[Recorded data Boundary: Start]
//! Runtime configuration shared by module bootstrap code.

use crate::ids::ShardCount;

/// Bootstrap configuration used by `efly-server` during process startup.
#[derive(Debug, Clone, PartialEq, Eq)]
pub struct RuntimeConfig {
    /// Number of shard executors used by shared-nothing execution.
    pub shard_count: ShardCount,
    /// Main RESP listener port.
    pub redis_port: u16,
    /// Optional memcached text protocol port.
    pub memcached_port: Option<u16>,
    /// When set, connections require `AUTH` before any other command.
    pub requirepass: Option<String>,
    /// Read-only replica mode: write commands are rejected with `-READONLY`.
    pub replica_read_only: bool,
}

impl Default for RuntimeConfig {
    fn default() -> Self {
        Self {
            shard_count: ShardCount::new(4).expect("literal shard count must be non-zero"),
            redis_port: 6380,
            memcached_port: None,
            requirepass: None,
            replica_read_only: false,
        }
    }
}

impl RuntimeConfig {
    /// Returns whether connections must authenticate before issuing commands.
    #[must_use]
    pub fn is_pass_protected(&self) -> bool {
        self.requirepass.as_deref().is_some_and(|pass| !pass.is_empty())
    }
}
[Recorded data Boundary: End]
# Requirement
Each entry above needs to be retyped exactly.

# Finished exercise
//! Runtime configuration shared by module bootstrap code.

use crate::ids::ShardCount;

/// Bootstrap configuration used by `efly-server` during process startup.
#[derive(Debug, Clone, PartialEq, Eq)]
pub struct RuntimeConfig {
    /// Number of shard executors used by shared-nothing execution.
    pub shard_count: ShardCount,
    /// Main RESP listener port.
    pub redis_port: u16,
    /// Optional memcached text protocol port.
    pub memcached_port: Option<u16>,
    /// When set, connections require `AUTH` before any other command.
    pub requirepass: Option<String>,
    /// Read-only replica mode: write commands are rejected with `-READONLY`.
    pub replica_read_only: bool,
}

impl Default for RuntimeConfig {
    fn default() -> Self {
        Self {
            shard_count: ShardCount::new(4).expect("literal shard count must be non-zero"),
            redis_port: 6380,
            memcached_port: None,
            requirepass: None,
            replica_read_only: false,
        }
    }
}

impl RuntimeConfig {
    /// Returns whether connections must authenticate before issuing commands.
    #[must_use]
    pub fn is_pass_protected(&self) -> bool {
        self.requirepass.as_deref().is_some_and(|pass| !pass.is_empty())
    }
}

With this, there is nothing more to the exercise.